В 1096 году разыгралась кровавая драма между Олегом Святославичем (сыном Святослава Ярославича) и юным Изяславом (сыном Владимира Мономаха и племянником Олега Святославича). Изяслав захватил у своего дяди город Муром. Тогда Олег направил Изяславу послов со словами: «Иди в волость отца своего Ростову, а то есть волость отца моего. Да хочю ту седя поряд створити со отцемь твоим. Се бо мя выгнал из города отца моего. А ты ли ми зде хлеба моего же не хощеши дати?» Но Изяслав не послушал своего дядю и не отдал ему Мурома. Тогда Олег пошел с дружиной на Изяслава, «надеяся на правду свою, яко правь бе в семь».

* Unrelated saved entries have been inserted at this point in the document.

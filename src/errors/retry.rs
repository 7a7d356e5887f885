use std::time::Duration;
use std::future::Future;

use super::classification::ErrorClassification;
use super::types::BugbenchError;
use tracing::warn;

const MAX_RETRY_DELAY_SECS: f64 = 30.0;

impl ErrorClassification {
    /// Delay before the next attempt (0-indexed): exponential backoff
    /// 2^attempt plus up to one second of jitter, capped at 30s.
    pub fn retry_delay(&self, attempt: u32) -> Duration {
        let base: f64 = 2.0_f64.powi(attempt as i32);
        let jitter: f64 = rand::random::<f64>();
        Duration::from_secs_f64((base + jitter).min(MAX_RETRY_DELAY_SECS))
    }
}

/// Retry configuration for agent invocations.
#[derive(Debug, Clone)]
pub struct RetryConfig {
    pub max_retries: u32,
    /// Skip the backoff sleep between attempts (tests, dry runs).
    pub no_delay: bool,
}

impl Default for RetryConfig {
    fn default() -> Self {
        Self {
            max_retries: 2,
            no_delay: false,
        }
    }
}

/// Execute an async operation with retry logic.
///
/// Retries only if the error is classified as retryable and we haven't
/// exceeded max_retries.
pub async fn with_retry<F, Fut, T>(
    operation_name: &str,
    config: &RetryConfig,
    mut factory: F,
) -> Result<T, BugbenchError>
where
    F: FnMut() -> Fut,
    Fut: Future<Output = Result<T, BugbenchError>>,
{
    let max_attempts = config.max_retries + 1;
    let mut last_error = None;

    for attempt in 0..max_attempts {
        match factory().await {
            Ok(result) => return Ok(result),
            Err(e) => {
                let classification = e.classify();

                if !classification.retryable || attempt + 1 >= max_attempts {
                    if !classification.retryable {
                        warn!(
                            operation = operation_name,
                            error_type = classification.error_type,
                            "Non-retryable error, failing immediately"
                        );
                    } else {
                        warn!(
                            operation = operation_name,
                            attempt = attempt + 1,
                            max = max_attempts,
                            "Max retries exhausted"
                        );
                    }
                    return Err(e);
                }

                let delay = classification.retry_delay(attempt);
                warn!(
                    operation = operation_name,
                    attempt = attempt + 1,
                    max = max_attempts,
                    error_type = classification.error_type,
                    delay_secs = delay.as_secs(),
                    error = %e,
                    "Retrying after error"
                );

                if !config.no_delay {
                    tokio::time::sleep(delay).await;
                }
                last_error = Some(e);
            }
        }
    }

    Err(last_error.unwrap_or_else(|| BugbenchError::Internal("Retry loop exited unexpectedly".into())))
}
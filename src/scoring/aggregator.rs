use std::cmp::Ordering;
use std::collections::BTreeSet;

use crate::catalog::BugCatalog;
use crate::models::{
    BarEntry, ChartInputs, FoundBugDetail, FrameworkMetrics, MatchRecord, RadarEntry,
    RankingRow, UNKNOWN_BUG,
};

/// Turns match records into metrics and metrics into comparisons.
pub struct ScoreAggregator;

impl ScoreAggregator {
    /// Metrics for one framework from the matcher's records.
    pub fn aggregate(framework: &str, catalog: &BugCatalog, records: &[MatchRecord]) -> FrameworkMetrics {
        let total_known_bugs = catalog.count();
        let matched: Vec<&MatchRecord> = records.iter().filter(|r| r.matched).collect();
        let unique: BTreeSet<usize> = matched.iter().filter_map(|r| r.bug_index).collect();
        let unmatched_bugs = records.iter().filter(|r| r.is_unmatched_claim()).count();

        let found_bug_details = records
            .iter()
            .filter(|r| r.matched || r.is_unmatched_claim())
            .map(|r| detail(catalog, r))
            .collect();

        let missed_bug_indices = (0..total_known_bugs).filter(|i| !unique.contains(i)).collect();

        FrameworkMetrics {
            framework: framework.to_string(),
            total_known_bugs,
            bugs_found: matched.len(),
            unique_bugs_found: unique.len(),
            found_bug_details,
            recall: ratio(unique.len(), total_known_bugs),
            unmatched_bugs,
            missed_bug_indices,
            line_match_rate: ratio(matched.iter().filter(|r| r.line_match).count(), matched.len()),
            file_match_rate: ratio(matched.iter().filter(|r| r.file_match).count(), matched.len()),
            error: None,
        }
    }

    /// Metrics for a framework whose agent failed: zero findings plus the error.
    pub fn failure(framework: &str, catalog: &BugCatalog, error: &str) -> FrameworkMetrics {
        FrameworkMetrics {
            framework: framework.to_string(),
            total_known_bugs: catalog.count(),
            bugs_found: 0,
            unique_bugs_found: 0,
            found_bug_details: Vec::new(),
            recall: 0.0,
            unmatched_bugs: 0,
            missed_bug_indices: Vec::new(),
            line_match_rate: 0.0,
            file_match_rate: 0.0,
            error: Some(error.to_string()),
        }
    }

    /// Frameworks by descending recall, ties by ascending name.
    pub fn rank(metrics: &[FrameworkMetrics]) -> Vec<RankingRow> {
        let mut rows: Vec<RankingRow> = metrics
            .iter()
            .map(|m| RankingRow {
                framework: m.framework.clone(),
                recall: m.recall,
                bugs_found: m.bugs_found,
                unmatched_bugs: m.unmatched_bugs,
            })
            .collect();
        rows.sort_by(|a, b| match b.recall.total_cmp(&a.recall) {
            Ordering::Equal => a.framework.cmp(&b.framework),
            other => other,
        });
        rows
    }

    /// Inputs for the external bar and radar charts.
    pub fn chart_inputs(metrics: &[FrameworkMetrics]) -> ChartInputs {
        let bar = Self::rank(metrics)
            .iter()
            .filter_map(|row| metrics.iter().find(|m| m.framework == row.framework))
            .map(|m| BarEntry {
                framework: m.framework.clone(),
                recall_percent: m.recall * 100.0,
                unique_bugs_found: m.unique_bugs_found,
                total_known_bugs: m.total_known_bugs,
            })
            .collect();

        // Failed frameworks have nothing to plot on a shape chart.
        let scored: Vec<&FrameworkMetrics> = metrics.iter().filter(|m| !m.is_failure()).collect();
        let max_found = scored.iter().map(|m| m.bugs_found).max().unwrap_or(0);
        let max_unmatched = scored.iter().map(|m| m.unmatched_bugs).max().unwrap_or(0);

        let radar = scored
            .iter()
            .map(|m| RadarEntry {
                framework: m.framework.clone(),
                recall: m.recall,
                bugs_found: ratio(m.bugs_found, max_found),
                unmatched_bugs: ratio(m.unmatched_bugs, max_unmatched),
                accuracy: m.accuracy(),
                line_match: m.line_match_rate,
                file_match: m.file_match_rate,
            })
            .collect();

        ChartInputs { bar, radar }
    }
}

fn detail(catalog: &BugCatalog, record: &MatchRecord) -> FoundBugDetail {
    let known = record.bug_index.and_then(|i| catalog.get(i));
    FoundBugDetail {
        known_bug: known.map_or_else(|| UNKNOWN_BUG.to_string(), |b| b.description.clone()),
        agent_description: record.claim_text.clone(),
        bug_index: record.bug_index.map_or(-1, |i| i as i64),
        match_type: record.match_type,
        claim_index: record.claim_index,
        file_match: record.file_match,
        line_match: record.line_match,
    }
}

/// `part / whole`, 0 when `whole` is 0.
fn ratio(part: usize, whole: usize) -> f64 {
    if whole == 0 {
        0.0
    } else {
        part as f64 / whole as f64
    }
}
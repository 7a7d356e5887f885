use std::path::Path;

use crate::cli::commands::SummaryArgs;
use crate::errors::BugbenchError;
use crate::models::EvaluationReport;
use crate::reporting::{format_charts, format_markdown_table, format_summary};

pub async fn handle_summary(args: SummaryArgs) -> Result<(), BugbenchError> {
    let report = EvaluationReport::load(Path::new(&args.input)).await?;

    if args.markdown {
        print!("{}", format_markdown_table(&report));
    } else {
        print!("{}", format_summary(&report));
    }
    if args.charts {
        println!();
        print!("{}", format_charts(&report));
    }
    Ok(())
}
use super::types::BugbenchError;

#[derive(Debug, Clone)]
pub struct ErrorClassification {
    pub error_type: &'static str,
    pub retryable: bool,
}

impl BugbenchError {
    /// Classify this error to determine its type and whether it can be retried.
    pub fn classify(&self) -> ErrorClassification {
        match self {
            // Transient failures at the agent boundary
            BugbenchError::AgentInvocation { .. } => ErrorClassification {
                error_type: "AgentInvocationError",
                retryable: true,
            },
            BugbenchError::Timeout(_) => ErrorClassification {
                error_type: "TimeoutError",
                retryable: true,
            },
            BugbenchError::Io(_) => ErrorClassification {
                error_type: "IoError",
                retryable: true,
            },

            // Deterministic failures, retrying cannot change the outcome
            BugbenchError::Config(_) => ErrorClassification {
                error_type: "ConfigError",
                retryable: false,
            },
            BugbenchError::CatalogLoad { .. } => ErrorClassification {
                error_type: "CatalogLoadError",
                retryable: false,
            },
            BugbenchError::Json(_) => ErrorClassification {
                error_type: "JsonError",
                retryable: false,
            },
            BugbenchError::Yaml(_) => ErrorClassification {
                error_type: "YamlError",
                retryable: false,
            },
            BugbenchError::Internal(_) => ErrorClassification {
                error_type: "InternalError",
                retryable: false,
            },
        }
    }
}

В происшедшей битве 6 сентября того же года Изяслав был убит. Олег занял Муром, пленив там жену погибшего Изяслава. Кроме Мурома, Олег овладел также Суздалем и Ростовом. Когда же он попытался захватить Новгород, то получил отпор от старшего сына Владимира Мономаха Мстислава, крестника Олега. В битве на реке Колокше Мстислав с новгородцами разбил Олега, который после этого убежал в Рязань. Тогда Мстислав послал сказать Олегу: «Не бегай никаможе, но пошлися к братьи своей с молбою не лишать тя Русскые земли. И аз пошлю к отцу молится о тобе».
Мстислав исполнил свое обещание и написал Владимиру Мономаху, прося его не мстить Олегу за смерть Изяслава, поскольку тот первый начал междоусобную войну. Мономах сумел сдержать свои отцовские чувства и написал примирительное письмо Олегу, в котором изложил свою политическую программу, приведшую через несколько месяцев к съезду русских князей, на котором была сделана попытка установить законный порядок владения ими своими «отчинами».
"Письмо Владимира Мономаха Олегу Святославичу" — это замечательное произведение русской публицистики конца XI века, свидетельствующее о выдающемся литературном даровании автора. «Письмо» написано по строгому плану, умело сочетает личные мотивы с общественными взглядами. В «Письме» получили отражение и философские размышления автора и лирические его переживания в связи со смертью сына. «О многострастный и печальны аз!— так начинается «Письмо», — много борешися сердцемь и одолевши душе-сердцю моему, зане тленье сущи! помышляю, како стати пред страшным судьею, каянья и смеренья неприимшим межю собою». Далее Мономах цитирует священное писание, бывшее высшим авторитетом для людей средневековья: «Молвить бо иже: бога люблю, а брата своего не люблю — ложь есть... Пророк глаголеть: не ревнуй лукавнующим, ни завиди творящим беззаконье. Что есть добро и красно, но еже жити братья вкупе».